§ **TO DO**
Going through the material below, please gather all lines with the word "completed" in them.

§ **PROVIDED DATA**
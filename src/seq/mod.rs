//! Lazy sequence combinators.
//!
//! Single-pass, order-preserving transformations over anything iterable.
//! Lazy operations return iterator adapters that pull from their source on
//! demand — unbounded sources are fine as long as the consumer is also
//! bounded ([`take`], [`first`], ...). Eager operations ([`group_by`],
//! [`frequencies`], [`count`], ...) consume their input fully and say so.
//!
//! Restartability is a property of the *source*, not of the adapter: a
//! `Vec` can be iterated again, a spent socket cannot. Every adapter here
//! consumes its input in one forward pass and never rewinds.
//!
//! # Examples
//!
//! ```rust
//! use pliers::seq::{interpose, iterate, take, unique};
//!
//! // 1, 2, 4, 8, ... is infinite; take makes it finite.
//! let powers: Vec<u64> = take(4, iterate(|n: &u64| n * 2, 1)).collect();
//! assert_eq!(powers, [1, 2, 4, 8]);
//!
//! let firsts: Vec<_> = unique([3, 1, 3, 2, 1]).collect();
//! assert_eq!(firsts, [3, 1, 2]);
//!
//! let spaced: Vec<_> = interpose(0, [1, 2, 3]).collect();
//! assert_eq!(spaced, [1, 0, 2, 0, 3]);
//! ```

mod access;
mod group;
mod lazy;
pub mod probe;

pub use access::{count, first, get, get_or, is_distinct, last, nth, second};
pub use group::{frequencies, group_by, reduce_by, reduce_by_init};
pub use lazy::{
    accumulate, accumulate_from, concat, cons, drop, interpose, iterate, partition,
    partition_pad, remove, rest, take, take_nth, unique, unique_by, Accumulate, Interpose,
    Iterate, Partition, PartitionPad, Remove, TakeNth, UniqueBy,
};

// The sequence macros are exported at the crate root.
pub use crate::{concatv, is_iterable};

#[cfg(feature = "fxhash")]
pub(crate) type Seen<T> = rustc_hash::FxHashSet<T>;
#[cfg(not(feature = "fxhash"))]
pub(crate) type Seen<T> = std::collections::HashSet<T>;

==

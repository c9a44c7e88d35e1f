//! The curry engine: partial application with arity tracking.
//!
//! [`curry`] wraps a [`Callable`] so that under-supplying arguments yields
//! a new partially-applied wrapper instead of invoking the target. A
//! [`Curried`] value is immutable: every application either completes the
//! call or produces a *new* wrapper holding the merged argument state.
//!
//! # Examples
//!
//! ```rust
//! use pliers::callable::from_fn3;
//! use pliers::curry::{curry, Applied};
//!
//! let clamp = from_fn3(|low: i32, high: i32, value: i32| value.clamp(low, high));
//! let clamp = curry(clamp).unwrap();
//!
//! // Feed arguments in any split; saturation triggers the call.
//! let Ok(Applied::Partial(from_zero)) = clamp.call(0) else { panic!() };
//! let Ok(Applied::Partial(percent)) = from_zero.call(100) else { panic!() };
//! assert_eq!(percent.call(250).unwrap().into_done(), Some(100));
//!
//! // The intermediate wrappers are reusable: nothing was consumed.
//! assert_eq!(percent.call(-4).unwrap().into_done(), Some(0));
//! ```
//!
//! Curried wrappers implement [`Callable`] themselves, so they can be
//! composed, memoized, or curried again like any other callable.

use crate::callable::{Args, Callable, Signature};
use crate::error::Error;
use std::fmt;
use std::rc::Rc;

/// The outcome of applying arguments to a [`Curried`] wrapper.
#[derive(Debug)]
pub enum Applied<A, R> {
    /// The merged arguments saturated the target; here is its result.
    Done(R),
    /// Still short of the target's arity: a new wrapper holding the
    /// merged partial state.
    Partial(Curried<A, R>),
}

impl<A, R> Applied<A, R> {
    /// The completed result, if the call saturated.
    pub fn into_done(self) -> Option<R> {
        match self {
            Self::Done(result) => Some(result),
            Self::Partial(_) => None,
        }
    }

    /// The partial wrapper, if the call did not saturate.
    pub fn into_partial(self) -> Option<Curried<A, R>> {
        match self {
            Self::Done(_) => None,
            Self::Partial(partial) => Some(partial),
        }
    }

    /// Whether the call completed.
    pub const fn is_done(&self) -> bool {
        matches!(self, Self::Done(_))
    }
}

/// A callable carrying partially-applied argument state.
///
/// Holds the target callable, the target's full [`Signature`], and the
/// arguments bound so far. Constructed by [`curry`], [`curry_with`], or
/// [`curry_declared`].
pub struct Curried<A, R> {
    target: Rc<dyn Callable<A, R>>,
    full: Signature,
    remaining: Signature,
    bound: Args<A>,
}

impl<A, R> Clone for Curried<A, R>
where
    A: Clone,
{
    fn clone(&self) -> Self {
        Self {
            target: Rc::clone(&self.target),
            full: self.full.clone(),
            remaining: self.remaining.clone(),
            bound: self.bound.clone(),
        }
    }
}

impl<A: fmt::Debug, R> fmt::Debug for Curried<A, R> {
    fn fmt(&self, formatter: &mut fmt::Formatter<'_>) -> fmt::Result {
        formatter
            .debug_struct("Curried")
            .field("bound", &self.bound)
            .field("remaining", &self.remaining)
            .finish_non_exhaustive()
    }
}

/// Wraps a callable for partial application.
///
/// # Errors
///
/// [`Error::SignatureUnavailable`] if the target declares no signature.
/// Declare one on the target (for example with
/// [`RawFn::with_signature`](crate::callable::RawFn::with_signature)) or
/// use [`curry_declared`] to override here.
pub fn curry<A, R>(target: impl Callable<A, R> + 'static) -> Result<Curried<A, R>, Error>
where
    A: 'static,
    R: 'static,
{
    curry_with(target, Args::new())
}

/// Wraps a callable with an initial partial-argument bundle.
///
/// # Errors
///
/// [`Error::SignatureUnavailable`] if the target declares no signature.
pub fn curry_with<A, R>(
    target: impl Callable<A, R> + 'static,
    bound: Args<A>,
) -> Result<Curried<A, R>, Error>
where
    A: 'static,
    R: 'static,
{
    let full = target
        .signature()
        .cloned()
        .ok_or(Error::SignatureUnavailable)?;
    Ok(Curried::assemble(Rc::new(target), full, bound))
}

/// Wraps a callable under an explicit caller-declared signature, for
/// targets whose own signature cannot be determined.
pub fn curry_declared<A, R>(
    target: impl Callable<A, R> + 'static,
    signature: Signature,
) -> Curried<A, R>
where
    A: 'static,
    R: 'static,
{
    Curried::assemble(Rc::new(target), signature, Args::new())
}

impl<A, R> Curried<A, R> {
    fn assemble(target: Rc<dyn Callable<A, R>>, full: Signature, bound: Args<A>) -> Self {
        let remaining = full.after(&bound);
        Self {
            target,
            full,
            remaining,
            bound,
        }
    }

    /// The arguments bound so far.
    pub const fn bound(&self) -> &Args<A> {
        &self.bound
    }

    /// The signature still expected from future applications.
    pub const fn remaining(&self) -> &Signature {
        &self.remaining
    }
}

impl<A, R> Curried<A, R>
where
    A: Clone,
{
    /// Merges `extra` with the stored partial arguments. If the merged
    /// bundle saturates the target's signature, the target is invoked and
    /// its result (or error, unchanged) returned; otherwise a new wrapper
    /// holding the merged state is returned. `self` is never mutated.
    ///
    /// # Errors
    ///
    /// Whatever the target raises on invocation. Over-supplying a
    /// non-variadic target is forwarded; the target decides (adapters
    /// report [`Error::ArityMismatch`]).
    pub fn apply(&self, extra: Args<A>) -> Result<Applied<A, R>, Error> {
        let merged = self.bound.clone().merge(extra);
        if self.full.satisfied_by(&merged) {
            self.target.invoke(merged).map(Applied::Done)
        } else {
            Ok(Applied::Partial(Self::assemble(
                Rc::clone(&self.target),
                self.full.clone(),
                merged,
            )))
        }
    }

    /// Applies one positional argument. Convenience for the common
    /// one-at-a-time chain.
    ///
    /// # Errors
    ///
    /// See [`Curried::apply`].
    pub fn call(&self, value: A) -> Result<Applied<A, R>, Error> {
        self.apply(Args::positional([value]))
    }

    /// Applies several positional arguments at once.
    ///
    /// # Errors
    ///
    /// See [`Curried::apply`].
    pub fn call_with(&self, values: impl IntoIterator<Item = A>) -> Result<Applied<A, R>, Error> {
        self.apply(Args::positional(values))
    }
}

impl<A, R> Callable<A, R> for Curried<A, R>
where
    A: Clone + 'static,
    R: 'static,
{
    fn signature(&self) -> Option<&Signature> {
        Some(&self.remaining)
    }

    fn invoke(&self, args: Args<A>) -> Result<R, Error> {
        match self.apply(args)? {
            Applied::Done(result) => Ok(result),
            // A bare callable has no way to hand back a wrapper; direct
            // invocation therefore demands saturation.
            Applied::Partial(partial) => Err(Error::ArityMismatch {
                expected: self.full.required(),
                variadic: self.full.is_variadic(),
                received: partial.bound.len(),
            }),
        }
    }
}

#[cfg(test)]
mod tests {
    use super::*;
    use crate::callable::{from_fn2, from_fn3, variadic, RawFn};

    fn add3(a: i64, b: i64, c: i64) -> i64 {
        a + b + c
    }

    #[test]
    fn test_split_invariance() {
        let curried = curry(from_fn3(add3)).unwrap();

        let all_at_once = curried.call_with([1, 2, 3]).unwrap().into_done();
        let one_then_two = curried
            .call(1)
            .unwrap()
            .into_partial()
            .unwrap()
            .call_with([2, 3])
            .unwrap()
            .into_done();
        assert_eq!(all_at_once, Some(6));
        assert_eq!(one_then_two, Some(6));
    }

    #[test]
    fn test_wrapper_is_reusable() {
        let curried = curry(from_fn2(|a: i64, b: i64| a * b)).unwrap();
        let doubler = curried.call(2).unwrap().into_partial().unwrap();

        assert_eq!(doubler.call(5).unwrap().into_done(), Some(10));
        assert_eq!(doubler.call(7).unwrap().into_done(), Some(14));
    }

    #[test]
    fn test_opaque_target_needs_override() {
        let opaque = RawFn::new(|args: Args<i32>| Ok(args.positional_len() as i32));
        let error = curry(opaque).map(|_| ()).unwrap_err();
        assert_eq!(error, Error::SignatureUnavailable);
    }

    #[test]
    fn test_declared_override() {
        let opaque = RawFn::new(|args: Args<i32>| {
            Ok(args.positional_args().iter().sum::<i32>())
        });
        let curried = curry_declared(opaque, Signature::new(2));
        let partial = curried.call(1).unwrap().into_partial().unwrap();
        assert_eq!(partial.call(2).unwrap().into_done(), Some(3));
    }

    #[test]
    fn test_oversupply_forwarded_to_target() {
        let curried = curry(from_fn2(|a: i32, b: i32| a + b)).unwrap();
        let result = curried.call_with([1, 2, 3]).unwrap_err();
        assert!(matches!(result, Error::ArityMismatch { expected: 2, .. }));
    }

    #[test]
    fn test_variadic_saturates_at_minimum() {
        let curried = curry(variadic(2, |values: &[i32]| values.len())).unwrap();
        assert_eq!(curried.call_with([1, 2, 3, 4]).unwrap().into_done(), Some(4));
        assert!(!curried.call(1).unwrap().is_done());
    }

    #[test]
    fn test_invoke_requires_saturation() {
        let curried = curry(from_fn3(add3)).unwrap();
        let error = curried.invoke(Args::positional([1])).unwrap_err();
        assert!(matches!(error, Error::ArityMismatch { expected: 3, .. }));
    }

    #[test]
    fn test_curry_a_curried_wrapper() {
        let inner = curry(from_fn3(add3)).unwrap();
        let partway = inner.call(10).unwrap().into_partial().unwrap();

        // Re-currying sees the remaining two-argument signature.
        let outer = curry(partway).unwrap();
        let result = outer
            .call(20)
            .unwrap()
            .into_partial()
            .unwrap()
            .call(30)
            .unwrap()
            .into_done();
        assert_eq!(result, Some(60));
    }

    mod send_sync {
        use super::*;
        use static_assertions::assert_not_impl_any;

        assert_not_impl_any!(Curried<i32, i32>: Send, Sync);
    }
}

§ **ANSWER SECTION**
    /// The completed result, if the call saturated.
    /// Whether the call completed.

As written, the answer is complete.